* Listed entries *
____
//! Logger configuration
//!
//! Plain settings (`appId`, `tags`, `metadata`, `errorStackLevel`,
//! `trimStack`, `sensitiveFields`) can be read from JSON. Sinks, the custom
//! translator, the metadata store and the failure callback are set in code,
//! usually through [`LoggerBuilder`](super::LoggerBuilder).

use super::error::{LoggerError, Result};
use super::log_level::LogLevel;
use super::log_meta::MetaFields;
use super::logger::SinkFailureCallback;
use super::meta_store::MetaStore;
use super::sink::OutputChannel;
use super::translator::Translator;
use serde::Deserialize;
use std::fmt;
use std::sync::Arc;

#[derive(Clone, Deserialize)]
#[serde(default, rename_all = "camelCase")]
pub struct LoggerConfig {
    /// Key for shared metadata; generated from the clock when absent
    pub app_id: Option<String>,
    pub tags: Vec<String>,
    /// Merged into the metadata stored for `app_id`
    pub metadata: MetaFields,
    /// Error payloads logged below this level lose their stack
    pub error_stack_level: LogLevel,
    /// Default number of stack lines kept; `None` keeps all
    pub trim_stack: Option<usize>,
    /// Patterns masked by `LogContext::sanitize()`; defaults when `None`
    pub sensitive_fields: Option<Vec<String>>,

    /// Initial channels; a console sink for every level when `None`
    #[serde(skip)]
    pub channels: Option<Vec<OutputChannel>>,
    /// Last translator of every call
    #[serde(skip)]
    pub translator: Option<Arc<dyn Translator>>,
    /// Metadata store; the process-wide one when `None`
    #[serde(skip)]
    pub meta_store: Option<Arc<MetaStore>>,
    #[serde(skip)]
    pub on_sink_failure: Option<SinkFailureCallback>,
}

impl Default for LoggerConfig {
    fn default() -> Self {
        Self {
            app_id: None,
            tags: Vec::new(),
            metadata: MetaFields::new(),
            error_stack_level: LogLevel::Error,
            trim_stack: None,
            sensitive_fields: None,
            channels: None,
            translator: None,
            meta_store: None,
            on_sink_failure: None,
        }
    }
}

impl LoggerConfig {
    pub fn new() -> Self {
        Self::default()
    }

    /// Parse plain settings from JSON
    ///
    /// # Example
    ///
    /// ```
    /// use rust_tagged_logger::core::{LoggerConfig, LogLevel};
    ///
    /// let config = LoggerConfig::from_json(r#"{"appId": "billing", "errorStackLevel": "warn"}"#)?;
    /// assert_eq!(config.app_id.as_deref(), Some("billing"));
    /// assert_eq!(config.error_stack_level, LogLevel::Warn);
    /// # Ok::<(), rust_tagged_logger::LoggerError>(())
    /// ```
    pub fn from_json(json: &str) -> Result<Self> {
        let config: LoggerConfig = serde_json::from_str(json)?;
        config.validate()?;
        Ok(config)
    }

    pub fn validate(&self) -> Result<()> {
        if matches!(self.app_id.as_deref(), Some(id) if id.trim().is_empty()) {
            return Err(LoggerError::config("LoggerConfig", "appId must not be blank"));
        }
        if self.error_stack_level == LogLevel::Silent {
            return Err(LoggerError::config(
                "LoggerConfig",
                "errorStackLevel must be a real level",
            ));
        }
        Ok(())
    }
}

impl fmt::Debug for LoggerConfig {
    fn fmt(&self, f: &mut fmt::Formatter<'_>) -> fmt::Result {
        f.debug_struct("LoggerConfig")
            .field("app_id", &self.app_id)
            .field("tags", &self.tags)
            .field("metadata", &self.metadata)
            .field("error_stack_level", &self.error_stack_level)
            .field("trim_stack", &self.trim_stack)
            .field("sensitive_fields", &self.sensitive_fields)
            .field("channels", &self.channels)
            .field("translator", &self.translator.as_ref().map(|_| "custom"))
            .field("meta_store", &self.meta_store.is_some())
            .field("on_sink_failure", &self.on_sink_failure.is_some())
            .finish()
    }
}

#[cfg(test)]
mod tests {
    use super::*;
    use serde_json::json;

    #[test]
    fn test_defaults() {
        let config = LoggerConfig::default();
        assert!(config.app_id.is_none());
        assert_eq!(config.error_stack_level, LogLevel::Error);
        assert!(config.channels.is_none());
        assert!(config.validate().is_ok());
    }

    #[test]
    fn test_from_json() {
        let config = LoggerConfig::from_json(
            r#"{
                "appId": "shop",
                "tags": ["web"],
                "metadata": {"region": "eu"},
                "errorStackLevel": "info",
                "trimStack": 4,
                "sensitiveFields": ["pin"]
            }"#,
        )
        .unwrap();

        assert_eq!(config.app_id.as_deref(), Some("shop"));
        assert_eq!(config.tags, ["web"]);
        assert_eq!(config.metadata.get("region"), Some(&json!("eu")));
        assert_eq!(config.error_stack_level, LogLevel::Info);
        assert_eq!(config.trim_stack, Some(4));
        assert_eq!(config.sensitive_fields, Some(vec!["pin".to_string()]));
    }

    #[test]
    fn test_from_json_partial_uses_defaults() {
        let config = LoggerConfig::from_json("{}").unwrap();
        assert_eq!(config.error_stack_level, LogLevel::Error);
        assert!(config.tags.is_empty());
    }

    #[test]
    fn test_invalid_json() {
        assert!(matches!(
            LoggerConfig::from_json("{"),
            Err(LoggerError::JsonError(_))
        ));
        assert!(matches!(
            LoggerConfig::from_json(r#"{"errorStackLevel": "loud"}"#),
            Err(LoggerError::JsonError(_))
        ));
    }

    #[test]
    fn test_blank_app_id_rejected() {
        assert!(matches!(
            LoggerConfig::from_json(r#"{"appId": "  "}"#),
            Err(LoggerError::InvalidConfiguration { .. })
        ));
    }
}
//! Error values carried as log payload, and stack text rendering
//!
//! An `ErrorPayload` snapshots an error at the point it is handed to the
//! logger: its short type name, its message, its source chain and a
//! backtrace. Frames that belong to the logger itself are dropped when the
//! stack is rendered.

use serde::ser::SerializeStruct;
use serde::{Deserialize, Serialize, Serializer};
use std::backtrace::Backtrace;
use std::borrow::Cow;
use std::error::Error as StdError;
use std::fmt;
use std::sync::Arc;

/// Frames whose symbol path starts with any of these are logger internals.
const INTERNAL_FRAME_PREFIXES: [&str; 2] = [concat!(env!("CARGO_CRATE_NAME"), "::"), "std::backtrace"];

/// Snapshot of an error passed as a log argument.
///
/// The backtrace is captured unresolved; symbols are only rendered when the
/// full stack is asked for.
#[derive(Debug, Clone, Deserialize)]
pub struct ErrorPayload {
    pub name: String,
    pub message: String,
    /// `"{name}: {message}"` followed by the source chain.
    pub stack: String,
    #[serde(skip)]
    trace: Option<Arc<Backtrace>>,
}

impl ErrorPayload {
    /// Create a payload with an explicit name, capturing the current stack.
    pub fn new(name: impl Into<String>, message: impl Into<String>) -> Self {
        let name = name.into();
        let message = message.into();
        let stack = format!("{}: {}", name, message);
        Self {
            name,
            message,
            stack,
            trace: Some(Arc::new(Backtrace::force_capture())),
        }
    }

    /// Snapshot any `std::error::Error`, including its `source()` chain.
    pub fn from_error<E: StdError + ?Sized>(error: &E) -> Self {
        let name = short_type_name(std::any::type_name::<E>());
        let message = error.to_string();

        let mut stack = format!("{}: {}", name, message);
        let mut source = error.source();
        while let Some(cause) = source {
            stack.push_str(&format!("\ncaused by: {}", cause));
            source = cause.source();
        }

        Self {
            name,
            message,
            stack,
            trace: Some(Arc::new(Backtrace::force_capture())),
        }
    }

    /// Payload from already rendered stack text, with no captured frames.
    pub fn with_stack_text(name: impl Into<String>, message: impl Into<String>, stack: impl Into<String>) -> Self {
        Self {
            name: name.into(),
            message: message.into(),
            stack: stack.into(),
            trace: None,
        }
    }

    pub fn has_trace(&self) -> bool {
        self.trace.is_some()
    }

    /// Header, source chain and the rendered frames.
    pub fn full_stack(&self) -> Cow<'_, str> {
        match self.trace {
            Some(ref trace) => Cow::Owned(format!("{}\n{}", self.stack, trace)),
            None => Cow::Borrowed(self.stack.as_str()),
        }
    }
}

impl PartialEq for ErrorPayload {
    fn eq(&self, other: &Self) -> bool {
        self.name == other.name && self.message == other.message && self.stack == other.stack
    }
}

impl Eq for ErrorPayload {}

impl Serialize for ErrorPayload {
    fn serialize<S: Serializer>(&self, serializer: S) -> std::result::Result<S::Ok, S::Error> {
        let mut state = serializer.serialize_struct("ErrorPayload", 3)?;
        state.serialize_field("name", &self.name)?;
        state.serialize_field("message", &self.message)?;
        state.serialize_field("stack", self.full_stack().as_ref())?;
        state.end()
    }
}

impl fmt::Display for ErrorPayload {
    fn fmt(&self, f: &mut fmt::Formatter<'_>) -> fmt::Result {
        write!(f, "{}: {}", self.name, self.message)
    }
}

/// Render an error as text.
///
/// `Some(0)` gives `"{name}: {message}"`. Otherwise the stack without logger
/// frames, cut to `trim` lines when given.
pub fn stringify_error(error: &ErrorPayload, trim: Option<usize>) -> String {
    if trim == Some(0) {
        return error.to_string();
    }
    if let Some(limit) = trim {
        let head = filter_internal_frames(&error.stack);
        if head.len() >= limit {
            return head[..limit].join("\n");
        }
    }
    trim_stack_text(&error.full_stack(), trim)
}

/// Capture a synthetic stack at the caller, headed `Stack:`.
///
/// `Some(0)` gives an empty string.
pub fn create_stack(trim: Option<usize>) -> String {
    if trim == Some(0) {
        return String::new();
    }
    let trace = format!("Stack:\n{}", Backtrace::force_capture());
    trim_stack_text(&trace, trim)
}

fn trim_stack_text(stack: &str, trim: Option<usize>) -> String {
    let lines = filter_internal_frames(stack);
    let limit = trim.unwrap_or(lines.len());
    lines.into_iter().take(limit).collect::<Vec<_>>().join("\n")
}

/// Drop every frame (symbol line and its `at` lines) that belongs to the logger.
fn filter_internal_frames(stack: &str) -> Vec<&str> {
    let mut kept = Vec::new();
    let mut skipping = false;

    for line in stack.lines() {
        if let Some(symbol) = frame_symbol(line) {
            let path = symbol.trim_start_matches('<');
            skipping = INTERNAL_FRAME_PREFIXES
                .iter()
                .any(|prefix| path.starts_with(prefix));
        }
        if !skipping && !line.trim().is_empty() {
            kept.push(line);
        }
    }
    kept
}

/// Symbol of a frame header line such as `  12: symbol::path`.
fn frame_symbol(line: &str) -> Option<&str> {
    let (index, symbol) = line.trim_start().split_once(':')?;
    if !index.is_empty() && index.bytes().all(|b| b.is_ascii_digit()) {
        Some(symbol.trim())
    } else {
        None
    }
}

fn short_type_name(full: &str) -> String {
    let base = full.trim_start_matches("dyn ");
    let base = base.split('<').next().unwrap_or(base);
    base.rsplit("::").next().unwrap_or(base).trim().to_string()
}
____
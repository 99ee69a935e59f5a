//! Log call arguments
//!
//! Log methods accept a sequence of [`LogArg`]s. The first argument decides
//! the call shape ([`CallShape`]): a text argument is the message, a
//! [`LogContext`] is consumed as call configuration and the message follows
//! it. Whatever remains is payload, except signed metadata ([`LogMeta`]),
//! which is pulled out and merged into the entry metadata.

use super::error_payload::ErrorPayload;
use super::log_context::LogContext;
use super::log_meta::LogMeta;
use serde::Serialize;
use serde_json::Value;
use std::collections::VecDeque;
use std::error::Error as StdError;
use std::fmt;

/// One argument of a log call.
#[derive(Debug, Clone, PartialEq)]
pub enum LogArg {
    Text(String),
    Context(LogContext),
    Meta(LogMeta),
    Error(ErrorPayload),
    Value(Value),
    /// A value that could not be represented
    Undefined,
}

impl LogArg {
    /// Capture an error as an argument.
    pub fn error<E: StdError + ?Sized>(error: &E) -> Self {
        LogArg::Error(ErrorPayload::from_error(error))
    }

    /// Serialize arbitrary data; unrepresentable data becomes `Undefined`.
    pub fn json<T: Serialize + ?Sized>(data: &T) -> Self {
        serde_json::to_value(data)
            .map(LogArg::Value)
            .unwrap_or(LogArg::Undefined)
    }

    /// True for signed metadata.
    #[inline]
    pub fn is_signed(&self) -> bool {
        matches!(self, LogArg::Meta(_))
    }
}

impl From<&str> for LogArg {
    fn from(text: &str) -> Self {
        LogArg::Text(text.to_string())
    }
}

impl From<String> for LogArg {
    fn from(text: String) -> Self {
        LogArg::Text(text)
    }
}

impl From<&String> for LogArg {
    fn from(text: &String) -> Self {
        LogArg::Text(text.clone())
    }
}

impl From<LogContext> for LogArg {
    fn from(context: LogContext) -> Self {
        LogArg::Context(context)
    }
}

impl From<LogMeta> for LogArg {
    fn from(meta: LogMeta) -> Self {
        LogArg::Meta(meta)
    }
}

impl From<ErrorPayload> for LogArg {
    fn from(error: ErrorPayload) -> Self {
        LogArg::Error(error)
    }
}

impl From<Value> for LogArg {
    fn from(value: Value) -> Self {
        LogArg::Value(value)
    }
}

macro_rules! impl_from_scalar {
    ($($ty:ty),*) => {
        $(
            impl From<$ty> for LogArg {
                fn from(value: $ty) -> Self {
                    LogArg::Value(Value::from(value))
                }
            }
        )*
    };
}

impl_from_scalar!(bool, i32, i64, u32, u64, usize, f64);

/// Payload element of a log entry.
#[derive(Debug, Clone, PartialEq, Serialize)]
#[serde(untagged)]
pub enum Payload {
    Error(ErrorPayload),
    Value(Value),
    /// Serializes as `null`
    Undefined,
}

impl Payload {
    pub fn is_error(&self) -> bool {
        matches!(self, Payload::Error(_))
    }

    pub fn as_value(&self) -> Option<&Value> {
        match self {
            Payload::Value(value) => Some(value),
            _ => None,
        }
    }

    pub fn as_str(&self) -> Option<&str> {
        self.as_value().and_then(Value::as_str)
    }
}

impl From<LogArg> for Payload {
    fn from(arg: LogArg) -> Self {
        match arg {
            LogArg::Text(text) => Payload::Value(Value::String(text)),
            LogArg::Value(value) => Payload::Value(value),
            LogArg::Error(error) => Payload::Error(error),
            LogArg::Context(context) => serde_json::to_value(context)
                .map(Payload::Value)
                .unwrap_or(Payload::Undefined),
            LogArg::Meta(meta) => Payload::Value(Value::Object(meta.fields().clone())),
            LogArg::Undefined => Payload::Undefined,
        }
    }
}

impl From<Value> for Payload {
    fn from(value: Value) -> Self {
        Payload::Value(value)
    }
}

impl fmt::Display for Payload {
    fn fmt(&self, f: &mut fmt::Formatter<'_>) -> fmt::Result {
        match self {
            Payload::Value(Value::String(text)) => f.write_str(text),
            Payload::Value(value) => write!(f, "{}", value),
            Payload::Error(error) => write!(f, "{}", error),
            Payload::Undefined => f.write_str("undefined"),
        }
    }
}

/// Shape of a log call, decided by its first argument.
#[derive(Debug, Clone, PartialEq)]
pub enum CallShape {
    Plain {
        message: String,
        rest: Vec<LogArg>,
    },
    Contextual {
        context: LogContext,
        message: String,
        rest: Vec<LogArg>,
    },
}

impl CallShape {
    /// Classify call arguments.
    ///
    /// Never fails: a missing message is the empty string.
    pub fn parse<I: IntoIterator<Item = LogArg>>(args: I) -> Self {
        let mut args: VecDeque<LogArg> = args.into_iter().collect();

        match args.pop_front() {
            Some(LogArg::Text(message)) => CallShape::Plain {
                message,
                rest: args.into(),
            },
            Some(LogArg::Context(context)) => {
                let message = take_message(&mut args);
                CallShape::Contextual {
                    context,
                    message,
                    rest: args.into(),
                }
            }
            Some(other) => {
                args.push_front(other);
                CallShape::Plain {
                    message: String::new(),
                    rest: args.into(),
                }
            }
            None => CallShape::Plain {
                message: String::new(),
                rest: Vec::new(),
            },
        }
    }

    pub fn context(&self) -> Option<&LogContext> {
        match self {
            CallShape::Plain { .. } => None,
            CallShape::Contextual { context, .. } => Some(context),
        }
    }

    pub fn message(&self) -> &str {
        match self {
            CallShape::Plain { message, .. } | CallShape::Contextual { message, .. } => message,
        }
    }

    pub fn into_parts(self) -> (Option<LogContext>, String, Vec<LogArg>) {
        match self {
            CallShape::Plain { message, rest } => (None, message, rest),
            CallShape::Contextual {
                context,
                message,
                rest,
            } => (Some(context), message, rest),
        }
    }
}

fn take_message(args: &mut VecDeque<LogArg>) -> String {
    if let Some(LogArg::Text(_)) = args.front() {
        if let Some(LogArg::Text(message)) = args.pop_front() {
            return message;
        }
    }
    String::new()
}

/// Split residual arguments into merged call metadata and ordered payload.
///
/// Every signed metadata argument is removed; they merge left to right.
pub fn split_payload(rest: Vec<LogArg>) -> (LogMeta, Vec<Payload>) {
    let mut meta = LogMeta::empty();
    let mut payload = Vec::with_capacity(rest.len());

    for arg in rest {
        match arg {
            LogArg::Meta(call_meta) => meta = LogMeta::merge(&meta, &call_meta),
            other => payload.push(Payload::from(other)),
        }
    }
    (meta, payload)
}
____
* Your instructions *
Go through the entries above, and wherever a line holds the word "SinkFailureCallback", copy that line.

* Written answer *
use super::logger::SinkFailureCallback;
    pub on_sink_failure: Option<SinkFailureCallback>,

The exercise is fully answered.